Partly I did that because whole body cryotherapy is fairly expensive. A single session costs about $40, a two-week plan approximately $300. More than that, though, I didn't want to spend an hour each day driving back and forth.
So I went to a nearby convenience store, bought five 10-pound bags of ice, emptied them into a large tub, and filled it with cold water. I let the mixture sit for 20 minutes so the water--and the tub--could get as cold as possible.
Then I set a timer for five minutes and eased in.
What was that like?
The first moments stung. Then the sharp pain quickly went away, but the cold didn't. (Especially where my body touched the tub.) I closed my eyes and tried not to focus on the clock while I searched for my Zen place.
I never found my Zen place. Five minutes felt like forever. When I got out, just as with cryotherapy, the soreness I had felt was gone. (Again, though, I might have just been distracted by feeling really cold.)
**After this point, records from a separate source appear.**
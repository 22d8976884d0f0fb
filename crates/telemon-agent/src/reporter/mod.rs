//! Reporter: ships the local store to the server on a fixed tick.
//!
//! Once the receiver acknowledged a counter, the delivered delta is taken off
//! the local value. Increments the poller made while the send was in flight
//! stay for the next tick. A failed tick leaves the store untouched so the
//! next tick re-sends the accumulated deltas. Gauges are never reset.

pub mod rest;
pub mod rpc;

use std::sync::Arc;
use std::time::Duration;

use async_trait::async_trait;
use tokio::time::MissedTickBehavior;
use tokio_util::sync::CancellationToken;
use tracing::{debug, error, info, warn};

use telemon_core::{Metric, MetricKind, Result};
use telemon_store::MetricStore;

pub use rest::RestTransport;
pub use rpc::RpcTransport;

/// Delivery channel to the server.
#[async_trait]
pub trait Transport: Send + Sync {
    fn name(&self) -> &'static str;

    /// Send `metrics`; return the indices the server acknowledged.
    ///
    /// An `Err` means nothing was acknowledged.
    async fn deliver(&self, metrics: &[Metric]) -> Result<Vec<usize>>;
}

pub struct Reporter {
    store: Arc<dyn MetricStore>,
    transport: Box<dyn Transport>,
    interval: Duration,
}

impl Reporter {
    pub fn new(store: Arc<dyn MetricStore>, transport: Box<dyn Transport>, interval: Duration) -> Self {
        Self {
            store,
            transport,
            interval,
        }
    }

    /// One tick. Returns how many metrics were acknowledged.
    pub async fn report_once(&self) -> Result<usize> {
        let metrics = self.store.get_metrics().await?;
        if metrics.is_empty() {
            debug!("nothing to report");
            return Ok(0);
        }

        let acked = self.transport.deliver(&metrics).await?;

        for m in acked.iter().filter_map(|i| metrics.get(*i)) {
            if m.kind != MetricKind::Counter {
                continue;
            }
            let Some(sent) = m.delta.filter(|d| *d != 0) else {
                continue;
            };
            let settled = match sent.checked_neg() {
                Some(back) => self.store.update_metric(&Metric::counter(m.id.clone(), back)).await,
                None => self.store.reset_counter(&m.id).await,
            };
            if let Err(e) = settled {
                warn!(id = %m.id, sent, error = %e, "counter settle failed");
            }
        }

        if acked.len() < metrics.len() {
            warn!(
                transport = self.transport.name(),
                sent = metrics.len(),
                acked = acked.len(),
                "partial delivery"
            );
        } else {
            debug!(transport = self.transport.name(), sent = metrics.len(), "report delivered");
        }
        Ok(acked.len())
    }

    pub async fn run(self, cancel: CancellationToken) {
        info!(
            transport = self.transport.name(),
            interval_ms = self.interval.as_millis() as u64,
            "reporter started"
        );
        let mut ticker = tokio::time::interval(self.interval);
        ticker.set_missed_tick_behavior(MissedTickBehavior::Delay);
        // Let the poller fill the store before the first send.
        ticker.tick().await;

        loop {
            tokio::select! {
                _ = cancel.cancelled() => break,
                _ = ticker.tick() => {
                    if let Err(e) = self.report_once().await {
                        error!(transport = self.transport.name(), error = %e, "report failed; will retry next tick");
                    }
                }
            }
        }
        info!("reporter stopped");
    }
}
So then I took an ice bath every day for the next 13 days.
Did it make me feel better? Did it improve my performance, both physically and mentally? Did it make me better prepared to conquer the tech world...or whatever world I decided to conquer?
In most ways, no.
Granted, I did feel less sore after particularly difficult workouts. That's a proven benefit of cold therapy. But I'm not sure the discomfort of lounging in ice water outweighs the discomfort of soreness.
But in other ways, my ice baths did help. It's fun to do something you aren't sure you can do. The confidence boost that comes from competing against yourself--and winning--extends into every other part of your life.
And it was a great reminder that I can always do more than I think. I didn't want to take ice baths. I never stopped dreading those five minutes. The sound of ice clinking into the tub made me cringe. But I did it. If I can do that...what else can I do that I don't think I can do?
That was the real benefit. We always have more in us. Ice baths helped remind me of that. "Positive stress" helped remind me of that.
After all, most limits are arbitrary and self-imposed. When we think we're out of strength or energy, when we think we're out of brain power or willpower, we're not.
We just think we are.
Remembering that you are capable of more? Thinking, "OK, this will be hard...but shoot, if I can take ice baths, I can do this"?
That's the first step to achieving more.